## TASK PROMPT
Transcribe the stretch of entries below from the line with "fn main() ->" through the line with "worker::spawn_worker(repo, cmd_rx, resp_tx)?;", exactly and with both ends included; leave out all other lines.

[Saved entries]

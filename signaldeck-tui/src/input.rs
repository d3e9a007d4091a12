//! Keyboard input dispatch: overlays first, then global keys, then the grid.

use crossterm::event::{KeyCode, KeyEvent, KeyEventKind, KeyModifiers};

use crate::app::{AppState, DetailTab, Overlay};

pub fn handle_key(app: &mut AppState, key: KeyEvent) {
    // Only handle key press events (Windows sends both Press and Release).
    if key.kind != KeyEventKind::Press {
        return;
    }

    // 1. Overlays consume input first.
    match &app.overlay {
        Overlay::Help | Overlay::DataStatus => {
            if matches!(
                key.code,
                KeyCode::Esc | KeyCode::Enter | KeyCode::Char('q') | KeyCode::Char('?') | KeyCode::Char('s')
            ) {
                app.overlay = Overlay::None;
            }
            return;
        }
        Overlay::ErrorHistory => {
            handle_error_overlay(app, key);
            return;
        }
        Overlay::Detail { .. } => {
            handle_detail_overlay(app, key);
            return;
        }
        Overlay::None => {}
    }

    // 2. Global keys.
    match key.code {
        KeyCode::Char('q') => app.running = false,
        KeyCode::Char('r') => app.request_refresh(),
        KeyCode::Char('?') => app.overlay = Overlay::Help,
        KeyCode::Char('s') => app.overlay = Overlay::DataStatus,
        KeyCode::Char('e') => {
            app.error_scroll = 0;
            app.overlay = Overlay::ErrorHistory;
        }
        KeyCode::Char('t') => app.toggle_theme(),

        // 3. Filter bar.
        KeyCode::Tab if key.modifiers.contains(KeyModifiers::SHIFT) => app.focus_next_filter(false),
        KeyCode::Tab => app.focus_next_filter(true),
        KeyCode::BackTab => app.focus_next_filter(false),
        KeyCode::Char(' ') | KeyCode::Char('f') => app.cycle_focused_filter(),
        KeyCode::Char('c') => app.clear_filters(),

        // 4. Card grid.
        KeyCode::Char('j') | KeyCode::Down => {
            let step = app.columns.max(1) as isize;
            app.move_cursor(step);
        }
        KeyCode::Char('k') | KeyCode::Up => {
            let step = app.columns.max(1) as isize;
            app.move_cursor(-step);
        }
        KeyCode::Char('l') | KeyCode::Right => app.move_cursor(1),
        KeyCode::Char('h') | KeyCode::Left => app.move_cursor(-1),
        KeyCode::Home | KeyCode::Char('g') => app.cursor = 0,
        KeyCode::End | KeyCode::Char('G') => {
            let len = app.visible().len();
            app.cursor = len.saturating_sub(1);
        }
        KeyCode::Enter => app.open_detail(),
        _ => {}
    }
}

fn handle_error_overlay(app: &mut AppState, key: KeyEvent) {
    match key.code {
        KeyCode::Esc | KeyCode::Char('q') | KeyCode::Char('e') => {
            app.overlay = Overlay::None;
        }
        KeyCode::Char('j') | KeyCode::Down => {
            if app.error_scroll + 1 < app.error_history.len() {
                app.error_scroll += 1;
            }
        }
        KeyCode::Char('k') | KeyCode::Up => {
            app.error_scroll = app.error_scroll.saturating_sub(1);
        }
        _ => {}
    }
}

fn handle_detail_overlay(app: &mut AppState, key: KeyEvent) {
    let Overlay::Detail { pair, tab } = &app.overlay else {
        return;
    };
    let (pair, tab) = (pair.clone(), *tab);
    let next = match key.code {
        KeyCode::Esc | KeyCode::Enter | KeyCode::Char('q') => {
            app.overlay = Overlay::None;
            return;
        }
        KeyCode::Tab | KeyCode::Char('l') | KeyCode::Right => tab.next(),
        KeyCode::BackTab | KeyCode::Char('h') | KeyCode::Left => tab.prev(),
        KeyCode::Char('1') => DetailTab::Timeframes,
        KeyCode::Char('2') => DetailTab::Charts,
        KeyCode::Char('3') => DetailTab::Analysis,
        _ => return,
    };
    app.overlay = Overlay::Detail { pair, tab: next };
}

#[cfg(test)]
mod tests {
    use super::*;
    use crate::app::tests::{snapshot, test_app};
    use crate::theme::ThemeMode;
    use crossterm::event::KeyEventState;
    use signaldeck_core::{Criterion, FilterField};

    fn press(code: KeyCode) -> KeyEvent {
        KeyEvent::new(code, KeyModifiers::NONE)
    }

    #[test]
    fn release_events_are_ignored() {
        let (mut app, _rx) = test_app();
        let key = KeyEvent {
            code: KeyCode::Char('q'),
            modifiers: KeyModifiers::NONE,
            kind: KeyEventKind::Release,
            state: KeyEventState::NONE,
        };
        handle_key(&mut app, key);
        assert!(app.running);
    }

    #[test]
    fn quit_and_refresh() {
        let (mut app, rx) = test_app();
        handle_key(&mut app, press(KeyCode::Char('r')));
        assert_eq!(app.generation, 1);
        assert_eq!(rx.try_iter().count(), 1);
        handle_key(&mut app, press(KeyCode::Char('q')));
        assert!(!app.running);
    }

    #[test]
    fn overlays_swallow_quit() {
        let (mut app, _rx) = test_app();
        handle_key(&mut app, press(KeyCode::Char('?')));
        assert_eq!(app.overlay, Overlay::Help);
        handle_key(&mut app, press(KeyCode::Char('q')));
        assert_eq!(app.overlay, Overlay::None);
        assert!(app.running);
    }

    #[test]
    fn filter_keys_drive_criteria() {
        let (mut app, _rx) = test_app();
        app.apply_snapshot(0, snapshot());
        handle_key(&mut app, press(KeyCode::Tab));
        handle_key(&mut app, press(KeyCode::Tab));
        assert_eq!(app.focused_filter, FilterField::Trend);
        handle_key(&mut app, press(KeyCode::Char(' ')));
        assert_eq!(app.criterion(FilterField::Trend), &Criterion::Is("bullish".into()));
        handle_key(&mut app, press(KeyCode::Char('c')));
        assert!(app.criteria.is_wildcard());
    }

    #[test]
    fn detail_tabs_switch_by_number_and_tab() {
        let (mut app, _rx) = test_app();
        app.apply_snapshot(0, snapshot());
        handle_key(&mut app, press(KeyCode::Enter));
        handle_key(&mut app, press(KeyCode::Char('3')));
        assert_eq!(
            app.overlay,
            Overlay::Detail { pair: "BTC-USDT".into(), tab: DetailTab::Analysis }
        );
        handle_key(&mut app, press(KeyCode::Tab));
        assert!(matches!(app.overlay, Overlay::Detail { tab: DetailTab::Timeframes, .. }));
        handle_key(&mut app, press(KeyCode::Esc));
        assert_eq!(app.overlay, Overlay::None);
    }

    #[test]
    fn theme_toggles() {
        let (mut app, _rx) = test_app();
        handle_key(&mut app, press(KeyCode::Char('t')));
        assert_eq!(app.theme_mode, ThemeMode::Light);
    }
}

==

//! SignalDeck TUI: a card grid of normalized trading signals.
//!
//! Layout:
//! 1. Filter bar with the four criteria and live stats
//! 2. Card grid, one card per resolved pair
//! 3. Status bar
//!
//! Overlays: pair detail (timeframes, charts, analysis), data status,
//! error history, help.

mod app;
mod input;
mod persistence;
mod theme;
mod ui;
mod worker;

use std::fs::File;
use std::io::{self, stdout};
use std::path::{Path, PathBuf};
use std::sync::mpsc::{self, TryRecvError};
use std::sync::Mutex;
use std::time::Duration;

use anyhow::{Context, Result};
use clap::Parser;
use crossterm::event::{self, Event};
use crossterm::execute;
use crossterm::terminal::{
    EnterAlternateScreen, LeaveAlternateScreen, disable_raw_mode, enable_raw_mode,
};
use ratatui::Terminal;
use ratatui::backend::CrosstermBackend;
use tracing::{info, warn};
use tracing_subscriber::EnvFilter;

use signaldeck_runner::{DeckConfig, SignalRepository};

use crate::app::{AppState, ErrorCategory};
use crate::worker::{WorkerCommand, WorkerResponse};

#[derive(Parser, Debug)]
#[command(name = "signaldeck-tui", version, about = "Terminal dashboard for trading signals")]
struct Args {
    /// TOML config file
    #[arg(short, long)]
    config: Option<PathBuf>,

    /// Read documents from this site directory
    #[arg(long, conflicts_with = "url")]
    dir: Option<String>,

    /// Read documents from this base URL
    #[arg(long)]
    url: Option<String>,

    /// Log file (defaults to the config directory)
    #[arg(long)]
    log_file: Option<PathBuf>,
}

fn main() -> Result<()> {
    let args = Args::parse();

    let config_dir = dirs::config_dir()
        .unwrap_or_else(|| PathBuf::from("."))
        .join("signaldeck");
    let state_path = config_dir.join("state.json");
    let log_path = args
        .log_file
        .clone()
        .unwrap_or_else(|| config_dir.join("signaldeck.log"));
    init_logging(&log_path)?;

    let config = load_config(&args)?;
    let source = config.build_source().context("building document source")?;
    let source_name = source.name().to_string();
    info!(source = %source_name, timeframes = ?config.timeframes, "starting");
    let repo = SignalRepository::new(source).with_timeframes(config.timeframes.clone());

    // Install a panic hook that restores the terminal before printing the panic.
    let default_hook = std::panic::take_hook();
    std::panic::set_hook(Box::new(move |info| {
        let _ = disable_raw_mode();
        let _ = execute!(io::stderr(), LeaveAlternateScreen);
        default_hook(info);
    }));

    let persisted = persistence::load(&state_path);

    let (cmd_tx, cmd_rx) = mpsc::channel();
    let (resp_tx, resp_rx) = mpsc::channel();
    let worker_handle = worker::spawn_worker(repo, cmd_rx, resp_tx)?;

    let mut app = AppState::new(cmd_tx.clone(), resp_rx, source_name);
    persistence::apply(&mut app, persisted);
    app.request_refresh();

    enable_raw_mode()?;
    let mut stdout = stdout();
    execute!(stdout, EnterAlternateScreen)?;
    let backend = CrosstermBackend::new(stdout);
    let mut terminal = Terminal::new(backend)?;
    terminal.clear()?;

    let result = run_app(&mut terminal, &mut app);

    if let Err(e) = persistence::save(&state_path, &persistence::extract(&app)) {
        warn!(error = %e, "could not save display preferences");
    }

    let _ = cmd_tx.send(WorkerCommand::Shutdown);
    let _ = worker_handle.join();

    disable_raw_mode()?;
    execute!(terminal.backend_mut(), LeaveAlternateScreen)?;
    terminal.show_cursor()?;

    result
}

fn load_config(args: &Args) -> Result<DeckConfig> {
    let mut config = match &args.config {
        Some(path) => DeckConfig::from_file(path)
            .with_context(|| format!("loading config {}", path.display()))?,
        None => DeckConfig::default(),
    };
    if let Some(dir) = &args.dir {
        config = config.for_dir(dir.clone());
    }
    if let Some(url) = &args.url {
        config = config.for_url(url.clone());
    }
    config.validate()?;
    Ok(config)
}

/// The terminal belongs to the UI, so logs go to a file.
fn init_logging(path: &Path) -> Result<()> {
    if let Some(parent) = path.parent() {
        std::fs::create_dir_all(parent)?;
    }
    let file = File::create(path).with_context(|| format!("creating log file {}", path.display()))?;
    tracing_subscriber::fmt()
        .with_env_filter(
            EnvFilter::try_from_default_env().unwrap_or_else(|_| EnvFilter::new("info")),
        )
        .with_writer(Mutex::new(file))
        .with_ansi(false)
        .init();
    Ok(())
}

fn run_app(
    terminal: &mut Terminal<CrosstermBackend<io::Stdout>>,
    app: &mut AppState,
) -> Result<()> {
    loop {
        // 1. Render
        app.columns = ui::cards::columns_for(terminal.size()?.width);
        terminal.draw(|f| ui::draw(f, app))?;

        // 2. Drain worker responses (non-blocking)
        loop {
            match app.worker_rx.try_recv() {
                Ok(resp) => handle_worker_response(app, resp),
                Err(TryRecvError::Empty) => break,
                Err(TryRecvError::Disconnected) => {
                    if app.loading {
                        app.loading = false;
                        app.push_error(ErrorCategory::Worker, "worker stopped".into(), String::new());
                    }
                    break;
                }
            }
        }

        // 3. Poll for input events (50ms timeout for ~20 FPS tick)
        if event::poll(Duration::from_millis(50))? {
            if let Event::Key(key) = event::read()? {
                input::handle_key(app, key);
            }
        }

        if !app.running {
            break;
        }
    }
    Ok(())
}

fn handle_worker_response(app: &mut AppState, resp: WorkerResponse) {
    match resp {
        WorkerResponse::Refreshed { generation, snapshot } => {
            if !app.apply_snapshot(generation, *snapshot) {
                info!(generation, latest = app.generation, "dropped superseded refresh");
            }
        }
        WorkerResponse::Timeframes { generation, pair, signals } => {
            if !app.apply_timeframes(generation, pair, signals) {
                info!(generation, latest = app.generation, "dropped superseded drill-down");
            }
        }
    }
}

## FINAL ANSWER
fn main() -> Result<()> {
    let args = Args::parse();

    let config_dir = dirs::config_dir()
        .unwrap_or_else(|| PathBuf::from("."))
        .join("signaldeck");
    let state_path = config_dir.join("state.json");
    let log_path = args
        .log_file
        .clone()
        .unwrap_or_else(|| config_dir.join("signaldeck.log"));
    init_logging(&log_path)?;

    let config = load_config(&args)?;
    let source = config.build_source().context("building document source")?;
    let source_name = source.name().to_string();
    info!(source = %source_name, timeframes = ?config.timeframes, "starting");
    let repo = SignalRepository::new(source).with_timeframes(config.timeframes.clone());

    // Install a panic hook that restores the terminal before printing the panic.
    let default_hook = std::panic::take_hook();
    std::panic::set_hook(Box::new(move |info| {
        let _ = disable_raw_mode();
        let _ = execute!(io::stderr(), LeaveAlternateScreen);
        default_hook(info);
    }));

    let persisted = persistence::load(&state_path);

    let (cmd_tx, cmd_rx) = mpsc::channel();
    let (resp_tx, resp_rx) = mpsc::channel();
    let worker_handle = worker::spawn_worker(repo, cmd_rx, resp_tx)?;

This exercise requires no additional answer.